この記事では、調理師歴25年の私が、実山椒の基本の下処理(あく抜き)から、塩漬け・醤油漬け・ぬか床・佃煮といった保存食の作り方までを、順を追って解説します。旬や相性の良い料理、保存のコツもまとめました。

山椒の実の下処理と保存・加工レシピ

初夏のほんの短い時期に出回る青山椒(実山椒)は、下処理をして保存食にしておけば、一年を通じて楽しめます。ここでは、基本のあく抜きから、塩漬け・醤油漬け・ぬか床・佃煮まで、調理師の視点で解説します。ピリッとした辛みと爽やかな香りを、季節を越えて味わいましょう。

青山椒(実山椒)の下処理・あく抜き

まずは、すべての保存食の土台になる下処理です。青山椒は生のままだと辛みとえぐみが強いので、下ゆでしてあくを抜きます。

手順

  1. 実についた小枝を、手やはさみで取り除く(かたい枝だけ取れば十分。やわらかい軸は残してよい)
  2. 水を2〜3回替えながら洗い、汚れを落とす
  3. 鍋にたっぷりの湯を沸かし、塩を少々加える
  4. 実山椒を入れ、中火で6〜8分ゆでる(指の腹で潰せるくらいのやわらかさが目安)
  5. ざるにあげ、冷水にとる
  6. 水を替えながら、30分〜1時間ほど水にさらしてあくを抜く
  7. ざるにあげ、水気をしっかり拭き取る
調理師
調理師

辛さとしびれは、水にさらす時間で調整できます。ピリッと強めが好きなら短めに、まろやかにしたいなら長めにさらします。収穫からの鮮度でかたさが違うので、実際に一粒食べて、ゆで加減とさらし時間を決めるのが確実です。

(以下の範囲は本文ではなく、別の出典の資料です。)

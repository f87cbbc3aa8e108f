use serde::{Deserialize, Serialize};

use crate::domain::Predicate;
use crate::mapping::ExportMapping;

/// Lifecycle stage of a binding. `ToRemove` is terminal-pending-deletion:
/// such a binding is never re-rendered, only deleted once the remote
/// confirms removal.
#[derive(Debug, Clone, Copy, Serialize, Deserialize, PartialEq, Eq)]
pub enum SyncState {
    New,
    Todo,
    ToRemove,
    Done,
}

impl SyncState {
    pub fn as_str(&self) -> &'static str {
        match self {
            SyncState::New => "new",
            SyncState::Todo => "todo",
            SyncState::ToRemove => "toremove",
            SyncState::Done => "done",
        }
    }

    pub fn parse_state(s: &str) -> Option<Self> {
        match s {
            "new" => Some(SyncState::New),
            "todo" => Some(SyncState::Todo),
            "toremove" => Some(SyncState::ToRemove),
            "done" => Some(SyncState::Done),
            _ => None,
        }
    }
}

/// Classification of the last sync attempt, independent of [`SyncState`].
/// An `Error` outcome parks the binding until an operator clears it.
#[derive(Debug, Clone, Copy, Serialize, Deserialize, PartialEq, Eq)]
pub enum Outcome {
    Ok,
    Warning,
    Error,
}

impl Outcome {
    pub fn as_str(&self) -> &'static str {
        match self {
            Outcome::Ok => "ok",
            Outcome::Warning => "warning",
            Outcome::Error => "error",
        }
    }

    pub fn parse_outcome(s: &str) -> Option<Self> {
        match s {
            "ok" => Some(Outcome::Ok),
            "warning" => Some(Outcome::Warning),
            "error" => Some(Outcome::Error),
            _ => None,
        }
    }
}

/// One configured destination on the channel platform, with its own
/// inclusion rule and export mapping. At most one account per host.
#[derive(Debug, Clone)]
pub struct Account {
    pub id: i64,
    pub name: String,
    pub host: String,
    pub api_key: String,
    pub domain: Predicate,
    pub mapping: ExportMapping,
    /// Dependency fingerprint of the mapping; bindings are flagged for
    /// recheck only when this changes.
    pub depends: String,
}

/// Catalog product as consumed by the connector. The catalog feed owns every
/// field; the connector only ever clears `needs_recheck`.
#[derive(Debug, Clone, Serialize, Deserialize)]
pub struct Product {
    pub id: i64,
    pub name: String,
    pub sku: Option<String>,
    pub active: bool,
    /// Grouping key shared by sibling variants; set iff the product has
    /// siblings on the platform.
    pub family_key: Option<String>,
    pub family_display_name: Option<String>,
    pub category_trail: Option<String>,
    pub needs_recheck: bool,
}

/// Category names arrive as `A/B/C` paths; the platform wants `A>B>C`.
pub fn category_trail(complete_name: &str) -> String {
    complete_name.replace('/', ">")
}
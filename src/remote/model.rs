use serde::Deserialize;

/// Response of the bulk create-or-update call.
///
/// `rejected_count` may not match the number of error messages when items
/// lack a MerchantProductNo (those are rejected without a message); the
/// synchronizer treats a mismatch as log-worthy, never fatal.
#[derive(Debug, Clone, Deserialize, Default)]
#[serde(rename_all = "PascalCase")]
pub struct BulkResponse {
    #[serde(default)]
    pub success: bool,
    #[serde(default)]
    pub content: Option<BulkContent>,
}

#[derive(Debug, Clone, Deserialize, Default)]
#[serde(rename_all = "PascalCase")]
pub struct BulkContent {
    #[serde(default)]
    pub accepted_count: i64,
    #[serde(default)]
    pub rejected_count: i64,
    #[serde(default)]
    pub product_messages: Vec<ProductMessage>,
}

/// Per-item result. Correlated back to bindings by `name`; the platform
/// does not echo the external key here.
#[derive(Debug, Clone, Deserialize, Default)]
#[serde(rename_all = "PascalCase")]
pub struct ProductMessage {
    #[serde(default)]
    pub name: Option<String>,
    #[serde(default)]
    pub warnings: Vec<String>,
    #[serde(default)]
    pub errors: Vec<String>,
}

#[derive(Debug, Clone, Deserialize, Default)]
#[serde(rename_all = "PascalCase")]
pub struct DeleteResponse {
    #[serde(default)]
    pub success: bool,
    #[serde(default)]
    pub message: Option<String>,
}
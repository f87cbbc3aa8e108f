//! Database module: view models and SQL repositories.
//!
//! - `model`: typed view structs returned by repositories.
//! - `repo`: SQL-only functions that map rows into entities.
//!
//! External modules should import from `channel_syncbot::db`; the repository
//! API and commonly used view models are re-exported here.

pub mod model;
pub mod repo;

pub use model::{BindingBrief, BindingForSync};
pub use repo::*;
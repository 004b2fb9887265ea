//! Config module.
//! Provides runtime configuration types, defaults, and validation.

pub mod types;
mod validate;

pub use types::{Config, LogLevel};

/// Delay between progress markers when no override is given.
pub const PROGRESS_INTERVAL_DEFAULT: std::time::Duration = std::time::Duration::from_millis(100);
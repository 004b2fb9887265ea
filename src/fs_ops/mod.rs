//! Filesystem operations: the scan and the moves.

mod helpers;
mod matcher;
mod mover;

pub use helpers::describe_io_error;
pub use matcher::{EntryInfo, MatchRule, Matcher};
pub use mover::{MoveReport, Mover};
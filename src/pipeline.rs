//! Scan-and-move pipeline.
//!
//! Three threads cooperate for one run:
//! - the matcher lists the base directory and sends matching names,
//! - the mover (the calling thread) creates the destination and drains the names,
//! - the progress reporter ticks until it is told the drain is over.
//!
//! The names travel over a rendezvous channel closed by the matcher dropping
//! its sender. The completion signal is sent only after the drain returns, so
//! every rename has been attempted before the summary can be printed.

use std::ffi::OsString;
use std::io::Write;
use std::path::Path;
use std::thread;
use std::time::Duration;
use tracing::{debug, info};

use crate::errors::TidyMoveError;
use crate::fs_ops::{Matcher, MoveReport, Mover};
use crate::operation::OperationRequest;
use crate::progress::{Completion, ProgressReporter};

/// Run `request` against `base`, writing progress and the summary to `out`.
///
/// A listing failure is returned as an error once the (empty) drain has
/// finished; no rename happens in that case and no summary is printed.
pub fn run<W: Write + Send>(
    request: &OperationRequest,
    base: &Path,
    interval: Duration,
    out: W,
) -> Result<MoveReport, TidyMoveError> {
    let matcher = Matcher::new(base, request.pattern(), request.operation().rule());
    let mover = Mover::new(base, request.destination());
    let summary = request.summary_message(base);

    let (name_tx, name_rx) = flume::bounded::<OsString>(0);
    let (done_tx, done_rx) = flume::bounded::<Completion>(1);

    thread::scope(|s| {
        let scan = s.spawn(move || matcher.scan(name_tx));

        mover.prepare();

        let reporter = s.spawn(move || ProgressReporter::new(summary, interval, out).run(done_rx));

        let report = mover.drain(&name_rx);

        let scanned = scan
            .join()
            .map_err(|_| TidyMoveError::WorkerPanicked("matcher"))
            .and_then(|res| res);

        let signal = if scanned.is_ok() {
            Completion::Finished
        } else {
            Completion::Aborted
        };
        // The reporter only goes away early if its output failed; nothing to signal then.
        let _ = done_tx.send(signal);

        match reporter.join() {
            Ok(Ok(ticks)) => debug!(ticks, "Progress reporter finished"),
            Ok(Err(e)) => debug!(error = %e, "Progress output failed"),
            Err(_) => return Err(TidyMoveError::WorkerPanicked("progress reporter")),
        }

        let sent = scanned?;
        info!(
            matched = sent,
            moved = report.moved,
            failed = report.failed,
            dest = %mover.destination().display(),
            "Run complete"
        );
        Ok(report)
    })
}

下処理した実山椒はこのあとの保存食に使うほか、そのまま冷凍しておけば、凍ったまま少量ずつ料理に使えて便利です。冷凍で半年〜1年ほど保存できます。

山椒の実の塩漬け

もっともシンプルで、アレンジがきく保存食です。薬味や味のアクセントに幅広く使えます。

材料

  • 下処理した実山椒 100g
  • 塩 20g(実の重量の20%程度)

作り方

  1. 下処理して水気をしっかり拭いた実山椒と塩を混ぜ合わせる
  2. 清潔な保存容器に入れる
  3. 冷蔵庫で保存する
調理師
調理師

塩をしっかり効かせると長持ちします。使うときは、そのまま刻んで薬味に、または塩を洗い流して料理に加えます。冷蔵で数か月、小分け冷凍ならさらに長く保存できます。

山椒の実の醤油漬け

ご飯のお供や冷奴、和え物の風味づけに重宝する、常備菜の定番です。「山椒 しょうゆ」で探す人にもおすすめの一品です。

材料

  • 下処理した実山椒 100g
  • 醤油 100ml
  • 酒 大さじ2(煮切っておく)

作り方

  1. 酒を小鍋で軽く煮立たせ、アルコールを飛ばす(煮切り)
  2. 煮切った酒と醤油を合わせ、冷ます
  3. 下処理した実山椒を保存容器に入れ、調味液を注ぐ
  4. 冷蔵庫で数日おいて味をなじませたら食べ頃
調理師
調理師

漬け込んだ醤油自体も「山椒醤油」として使えます。冷奴や刺身、炒め物にひと垂らしすると、爽やかな香りとしびれが加わります。実と醤油、両方を活用できるのがこの保存食の良いところです。冷蔵で半年ほど日持ちします。

ぬか床に山椒を入れる

ぬか床に実山椒を加えると、香りづけと風味の引き締めになります。「ぬか床 山椒」で探す人にも役立つ使い方です。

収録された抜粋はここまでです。